回転体の振れ測定(LK-G5000シリーズ)に関するよくあるご質問
- 回転を止めずに軸・回転体の振れを測れますか?
- 測れます。LK-G5000シリーズが回転体の外周を非接触測定し、回転中の表面高さ変動から円周振れ・全振れを算出。回転を止めず全数でインライン測定します。
- 接触式のダイヤルゲージからどう変わりますか?
- 非接触で回転を止めず、Vブロックを用いた回転などの段取りが不要になります。抜き取りでは見逃しやすい局所的な振れも全数で捉えられます。
- 高速回転する対象でも振れを測れますか?
- 測れます。最速392kHzの高速サンプリングで回転中の高さ変動のピークを取りこぼさず、高速回転のタイヤやロータも安定して測定できます。
- 黒色ゴムや光沢のある金属でも測定できますか?
- できます。
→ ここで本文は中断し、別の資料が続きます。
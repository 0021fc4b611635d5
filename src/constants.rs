// src/constants.rs

/// Suffix of modern, YAML alias definition files (e.g. `staging.aliases.yml`).
pub const ALIAS_FILE_SUFFIX: &str = ".aliases.yml";

/// Suffix of legacy alias definition files inherited from the PHP-era tool.
/// These are read-only; siterun never writes this format.
pub const LEGACY_ALIAS_FILE_SUFFIX: &str = ".aliases.php";

/// The name of the subdirectory (inside the siterun config dir) that is
/// scanned for alias definition files.
pub const ALIAS_DIR_NAME: &str = "aliases";

/// The name of the optional settings file (inside the siterun config dir).
pub const SETTINGS_FILENAME: &str = "settings.toml";

/// Environment variable holding extra alias directories, separated like PATH.
pub const ALIAS_PATH_ENV_VAR: &str = "SITERUN_ALIAS_PATH";

/// Reserved entry name inside an alias file that holds group-level defaults.
pub const GROUP_DEFAULTS_KEY: &str = "defaults";

/// Name given to the synthetic record that targets the local installation.
pub const SELF_ALIAS_NAME: &str = "self";

/// Marker file that identifies an installation root during upward discovery.
pub const ROOT_MARKER_FILE: &str = "siterun.yml";

/// Marker directory that identifies an installation root (multisite layout).
pub const ROOT_MARKER_DIR: &str = "sites";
光量自動制御機能ABLE Ⅱが反射率に応じて受光量を最適化し、黒色ゴムから鏡面に近い金属まで安定測定します。
- 円周振れと全振れの両方に使えますか?
- 使えます。外周の高さ変動を連続測定して振れ量を算出でき、多点ヘッド構成で複数断面を同期測定して全振れの管理にも活用できます。
- 複数箇所の振れを同時に測れますか?
- 測れます。最大12ヘッド接続の同期サンプリングで、軸やロールの複数箇所の振れを同時に測定・記録できます。